PROBLEM TO SOLVE: All of the entries below should be copied exactly as they appear.
########
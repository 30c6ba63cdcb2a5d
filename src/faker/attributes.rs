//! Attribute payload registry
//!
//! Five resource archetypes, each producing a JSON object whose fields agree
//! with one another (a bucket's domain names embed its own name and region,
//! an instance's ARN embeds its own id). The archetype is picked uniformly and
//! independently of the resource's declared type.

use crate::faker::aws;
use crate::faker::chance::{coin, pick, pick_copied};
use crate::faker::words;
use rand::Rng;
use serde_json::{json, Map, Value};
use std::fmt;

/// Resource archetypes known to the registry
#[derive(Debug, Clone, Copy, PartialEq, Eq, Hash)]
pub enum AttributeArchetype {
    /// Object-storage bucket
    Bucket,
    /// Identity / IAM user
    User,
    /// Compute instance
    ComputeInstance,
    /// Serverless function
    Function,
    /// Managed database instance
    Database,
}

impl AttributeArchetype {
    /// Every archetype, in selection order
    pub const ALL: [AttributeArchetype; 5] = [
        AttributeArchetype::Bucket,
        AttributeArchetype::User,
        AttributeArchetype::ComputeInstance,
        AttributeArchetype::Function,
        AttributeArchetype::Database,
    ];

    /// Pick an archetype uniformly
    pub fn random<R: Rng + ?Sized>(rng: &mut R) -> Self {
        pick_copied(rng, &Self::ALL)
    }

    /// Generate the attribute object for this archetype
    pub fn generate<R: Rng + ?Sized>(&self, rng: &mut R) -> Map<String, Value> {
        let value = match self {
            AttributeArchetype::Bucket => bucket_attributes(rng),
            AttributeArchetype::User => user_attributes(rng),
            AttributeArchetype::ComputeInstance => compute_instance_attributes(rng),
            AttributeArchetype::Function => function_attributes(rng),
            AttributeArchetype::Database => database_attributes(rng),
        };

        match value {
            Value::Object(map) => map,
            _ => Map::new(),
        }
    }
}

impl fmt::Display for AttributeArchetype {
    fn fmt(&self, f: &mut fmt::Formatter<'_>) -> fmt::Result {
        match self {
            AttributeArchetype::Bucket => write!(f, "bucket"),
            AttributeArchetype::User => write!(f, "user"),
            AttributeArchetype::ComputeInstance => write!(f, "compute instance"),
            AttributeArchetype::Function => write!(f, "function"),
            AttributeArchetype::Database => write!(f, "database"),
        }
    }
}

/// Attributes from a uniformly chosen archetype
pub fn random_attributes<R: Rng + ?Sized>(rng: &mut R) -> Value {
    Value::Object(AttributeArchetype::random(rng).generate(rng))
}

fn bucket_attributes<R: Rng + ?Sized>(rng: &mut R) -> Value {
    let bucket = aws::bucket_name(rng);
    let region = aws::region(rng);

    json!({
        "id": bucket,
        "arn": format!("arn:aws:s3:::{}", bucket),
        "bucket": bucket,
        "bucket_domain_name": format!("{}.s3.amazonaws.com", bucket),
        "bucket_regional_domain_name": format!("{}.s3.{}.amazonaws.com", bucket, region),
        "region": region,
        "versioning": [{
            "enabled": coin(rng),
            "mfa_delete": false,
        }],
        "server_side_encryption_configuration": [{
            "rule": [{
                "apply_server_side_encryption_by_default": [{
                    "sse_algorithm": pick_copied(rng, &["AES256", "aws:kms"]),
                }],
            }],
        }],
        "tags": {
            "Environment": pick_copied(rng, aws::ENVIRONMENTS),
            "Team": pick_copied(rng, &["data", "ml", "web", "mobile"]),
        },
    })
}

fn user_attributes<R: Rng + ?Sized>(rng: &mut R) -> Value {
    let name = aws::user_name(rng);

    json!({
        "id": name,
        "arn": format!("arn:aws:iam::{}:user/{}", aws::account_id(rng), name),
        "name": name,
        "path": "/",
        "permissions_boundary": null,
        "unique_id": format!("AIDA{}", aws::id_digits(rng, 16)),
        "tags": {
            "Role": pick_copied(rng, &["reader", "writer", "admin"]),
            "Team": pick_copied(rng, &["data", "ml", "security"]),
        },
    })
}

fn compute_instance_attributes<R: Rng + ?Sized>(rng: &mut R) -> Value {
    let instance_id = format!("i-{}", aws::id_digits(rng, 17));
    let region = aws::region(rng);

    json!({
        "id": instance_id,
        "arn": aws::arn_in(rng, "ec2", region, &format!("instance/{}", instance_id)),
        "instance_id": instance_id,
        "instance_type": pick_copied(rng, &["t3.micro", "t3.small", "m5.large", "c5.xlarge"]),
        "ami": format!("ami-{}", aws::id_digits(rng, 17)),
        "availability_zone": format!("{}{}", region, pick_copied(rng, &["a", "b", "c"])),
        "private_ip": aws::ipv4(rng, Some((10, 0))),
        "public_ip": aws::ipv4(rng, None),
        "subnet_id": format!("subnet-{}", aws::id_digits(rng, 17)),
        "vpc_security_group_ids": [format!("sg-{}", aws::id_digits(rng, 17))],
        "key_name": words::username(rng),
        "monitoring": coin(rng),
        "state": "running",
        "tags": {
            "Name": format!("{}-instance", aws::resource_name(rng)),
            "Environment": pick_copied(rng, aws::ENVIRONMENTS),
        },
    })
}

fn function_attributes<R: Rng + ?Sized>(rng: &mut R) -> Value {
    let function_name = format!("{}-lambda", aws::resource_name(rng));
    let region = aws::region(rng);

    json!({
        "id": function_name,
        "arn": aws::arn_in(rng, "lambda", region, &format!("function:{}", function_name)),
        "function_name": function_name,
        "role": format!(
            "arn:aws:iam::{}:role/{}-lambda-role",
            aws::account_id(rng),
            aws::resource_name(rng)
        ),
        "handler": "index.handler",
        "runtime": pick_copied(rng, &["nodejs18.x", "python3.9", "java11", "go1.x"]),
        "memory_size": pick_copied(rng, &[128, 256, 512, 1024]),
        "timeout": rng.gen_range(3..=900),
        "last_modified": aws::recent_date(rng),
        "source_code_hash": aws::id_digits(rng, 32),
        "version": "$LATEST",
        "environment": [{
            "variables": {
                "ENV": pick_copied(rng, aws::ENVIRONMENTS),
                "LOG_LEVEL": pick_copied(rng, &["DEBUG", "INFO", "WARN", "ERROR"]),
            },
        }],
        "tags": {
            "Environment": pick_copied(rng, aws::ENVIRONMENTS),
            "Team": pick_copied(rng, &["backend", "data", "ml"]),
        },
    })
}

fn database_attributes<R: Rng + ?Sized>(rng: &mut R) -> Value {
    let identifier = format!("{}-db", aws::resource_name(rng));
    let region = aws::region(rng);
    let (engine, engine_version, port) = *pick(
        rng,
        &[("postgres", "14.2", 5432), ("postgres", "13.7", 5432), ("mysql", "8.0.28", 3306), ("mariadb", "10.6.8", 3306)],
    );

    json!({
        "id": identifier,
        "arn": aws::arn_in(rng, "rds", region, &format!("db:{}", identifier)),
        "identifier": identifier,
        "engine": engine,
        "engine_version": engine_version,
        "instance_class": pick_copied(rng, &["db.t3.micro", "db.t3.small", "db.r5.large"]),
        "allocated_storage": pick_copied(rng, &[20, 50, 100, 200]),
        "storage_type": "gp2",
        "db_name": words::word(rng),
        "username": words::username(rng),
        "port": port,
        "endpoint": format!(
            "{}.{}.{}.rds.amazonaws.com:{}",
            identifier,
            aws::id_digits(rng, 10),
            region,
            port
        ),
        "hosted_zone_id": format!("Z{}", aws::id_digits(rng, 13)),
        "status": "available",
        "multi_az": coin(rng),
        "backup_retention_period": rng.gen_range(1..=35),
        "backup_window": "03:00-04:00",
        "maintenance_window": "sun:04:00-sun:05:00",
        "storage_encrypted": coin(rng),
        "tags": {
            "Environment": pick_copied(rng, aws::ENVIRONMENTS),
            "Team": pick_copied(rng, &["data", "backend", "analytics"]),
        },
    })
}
########
THE ANSWER:
repository 30c6ba63cdcb2a5d
filename src/faker/attributes.rs
//! Attribute payload registry
//!
//! Five resource archetypes, each producing a JSON object whose fields agree
//! with one another (a bucket's domain names embed its own name and region,
//! an instance's ARN embeds its own id). The archetype is picked uniformly and
//! independently of the resource's declared type.

use crate::faker::aws;
use crate::faker::chance::{coin, pick, pick_copied};
use crate::faker::words;
use rand::Rng;
use serde_json::{json, Map, Value};
use std::fmt;

/// Resource archetypes known to the registry
#[derive(Debug, Clone, Copy, PartialEq, Eq, Hash)]
pub enum AttributeArchetype {
    /// Object-storage bucket
    Bucket,
    /// Identity / IAM user
    User,
    /// Compute instance
    ComputeInstance,
    /// Serverless function
    Function,
    /// Managed database instance
    Database,
}

impl AttributeArchetype {
    /// Every archetype, in selection order
    pub const ALL: [AttributeArchetype; 5] = [
        AttributeArchetype::Bucket,
        AttributeArchetype::User,
        AttributeArchetype::ComputeInstance,
        AttributeArchetype::Function,
        AttributeArchetype::Database,
    ];

    /// Pick an archetype uniformly
    pub fn random<R: Rng + ?Sized>(rng: &mut R) -> Self {
        pick_copied(rng, &Self::ALL)
    }

    /// Generate the attribute object for this archetype
    pub fn generate<R: Rng + ?Sized>(&self, rng: &mut R) -> Map<String, Value> {
        let value = match self {
            AttributeArchetype::Bucket => bucket_attributes(rng),
            AttributeArchetype::User => user_attributes(rng),
            AttributeArchetype::ComputeInstance => compute_instance_attributes(rng),
            AttributeArchetype::Function => function_attributes(rng),
            AttributeArchetype::Database => database_attributes(rng),
        };

        match value {
            Value::Object(map) => map,
            _ => Map::new(),
        }
    }
}

impl fmt::Display for AttributeArchetype {
    fn fmt(&self, f: &mut fmt::Formatter<'_>) -> fmt::Result {
        match self {
            AttributeArchetype::Bucket => write!(f, "bucket"),
            AttributeArchetype::User => write!(f, "user"),
            AttributeArchetype::ComputeInstance => write!(f, "compute instance"),
            AttributeArchetype::Function => write!(f, "function"),
            AttributeArchetype::Database => write!(f, "database"),
        }
    }
}

/// Attributes from a uniformly chosen archetype
pub fn random_attributes<R: Rng + ?Sized>(rng: &mut R) -> Value {
    Value::Object(AttributeArchetype::random(rng).generate(rng))
}

fn bucket_attributes<R: Rng + ?Sized>(rng: &mut R) -> Value {
    let bucket = aws::bucket_name(rng);
    let region = aws::region(rng);

    json!({
        "id": bucket,
        "arn": format!("arn:aws:s3:::{}", bucket),
        "bucket": bucket,
        "bucket_domain_name": format!("{}.s3.amazonaws.com", bucket),
        "bucket_regional_domain_name": format!("{}.s3.{}.amazonaws.com", bucket, region),
        "region": region,
        "versioning": [{
            "enabled": coin(rng),
            "mfa_delete": false,
        }],
        "server_side_encryption_configuration": [{
            "rule": [{
                "apply_server_side_encryption_by_default": [{
                    "sse_algorithm": pick_copied(rng, &["AES256", "aws:kms"]),
                }],
            }],
        }],
        "tags": {
            "Environment": pick_copied(rng, aws::ENVIRONMENTS),
            "Team": pick_copied(rng, &["data", "ml", "web", "mobile"]),
        },
    })
}

fn user_attributes<R: Rng + ?Sized>(rng: &mut R) -> Value {
    let name = aws::user_name(rng);

    json!({
        "id": name,
        "arn": format!("arn:aws:iam::{}:user/{}", aws::account_id(rng), name),
        "name": name,
        "path": "/",
        "permissions_boundary": null,
        "unique_id": format!("AIDA{}", aws::id_digits(rng, 16)),
        "tags": {
            "Role": pick_copied(rng, &["reader", "writer", "admin"]),
            "Team": pick_copied(rng, &["data", "ml", "security"]),
        },
    })
}

fn compute_instance_attributes<R: Rng + ?Sized>(rng: &mut R) -> Value {
    let instance_id = format!("i-{}", aws::id_digits(rng, 17));
    let region = aws::region(rng);

    json!({
        "id": instance_id,
        "arn": aws::arn_in(rng, "ec2", region, &format!("instance/{}", instance_id)),
        "instance_id": instance_id,
        "instance_type": pick_copied(rng, &["t3.micro", "t3.small", "m5.large", "c5.xlarge"]),
        "ami": format!("ami-{}", aws::id_digits(rng, 17)),
        "availability_zone": format!("{}{}", region, pick_copied(rng, &["a", "b", "c"])),
        "private_ip": aws::ipv4(rng, Some((10, 0))),
        "public_ip": aws::ipv4(rng, None),
        "subnet_id": format!("subnet-{}", aws::id_digits(rng, 17)),
        "vpc_security_group_ids": [format!("sg-{}", aws::id_digits(rng, 17))],
        "key_name": words::username(rng),
        "monitoring": coin(rng),
        "state": "running",
        "tags": {
            "Name": format!("{}-instance", aws::resource_name(rng)),
            "Environment": pick_copied(rng, aws::ENVIRONMENTS),
        },
    })
}

fn function_attributes<R: Rng + ?Sized>(rng: &mut R) -> Value {
    let function_name = format!("{}-lambda", aws::resource_name(rng));
    let region = aws::region(rng);

    json!({
        "id": function_name,
        "arn": aws::arn_in(rng, "lambda", region, &format!("function:{}", function_name)),
        "function_name": function_name,
        "role": format!(
            "arn:aws:iam::{}:role/{}-lambda-role",
            aws::account_id(rng),
            aws::resource_name(rng)
        ),
        "handler": "index.handler",
        "runtime": pick_copied(rng, &["nodejs18.x", "python3.9", "java11", "go1.x"]),
        "memory_size": pick_copied(rng, &[128, 256, 512, 1024]),
        "timeout": rng.gen_range(3..=900),
        "last_modified": aws::recent_date(rng),
        "source_code_hash": aws::id_digits(rng, 32),
        "version": "$LATEST",
        "environment": [{
            "variables": {
                "ENV": pick_copied(rng, aws::ENVIRONMENTS),
                "LOG_LEVEL": pick_copied(rng, &["DEBUG", "INFO", "WARN", "ERROR"]),
            },
        }],
        "tags": {
            "Environment": pick_copied(rng, aws::ENVIRONMENTS),
            "Team": pick_copied(rng, &["backend", "data", "ml"]),
        },
    })
}

fn database_attributes<R: Rng + ?Sized>(rng: &mut R) -> Value {
    let identifier = format!("{}-db", aws::resource_name(rng));
    let region = aws::region(rng);
    let (engine, engine_version, port) = *pick(
        rng,
        &[("postgres", "14.2", 5432), ("postgres", "13.7", 5432), ("mysql", "8.0.28", 3306), ("mariadb", "10.6.8", 3306)],
    );

    json!({
        "id": identifier,
        "arn": aws::arn_in(rng, "rds", region, &format!("db:{}", identifier)),
        "identifier": identifier,
        "engine": engine,
        "engine_version": engine_version,
        "instance_class": pick_copied(rng, &["db.t3.micro", "db.t3.small", "db.r5.large"]),
        "allocated_storage": pick_copied(rng, &[20, 50, 100, 200]),
        "storage_type": "gp2",
        "db_name": words::word(rng),
        "username": words::username(rng),
        "port": port,
        "endpoint": format!(
            "{}.{}.{}.rds.amazonaws.com:{}",
            identifier,
            aws::id_digits(rng, 10),
            region,
            port
        ),
        "hosted_zone_id": format!("Z{}", aws::id_digits(rng, 13)),
        "status": "available",
        "multi_az": coin(rng),
        "backup_retention_period": rng.gen_range(1..=35),
        "backup_window": "03:00-04:00",
        "maintenance_window": "sun:04:00-sun:05:00",
        "storage_encrypted": coin(rng),
        "tags": {
            "Environment": pick_copied(rng, aws::ENVIRONMENTS),
            "Team": pick_copied(rng, &["data", "backend", "analytics"]),
        },
    })
}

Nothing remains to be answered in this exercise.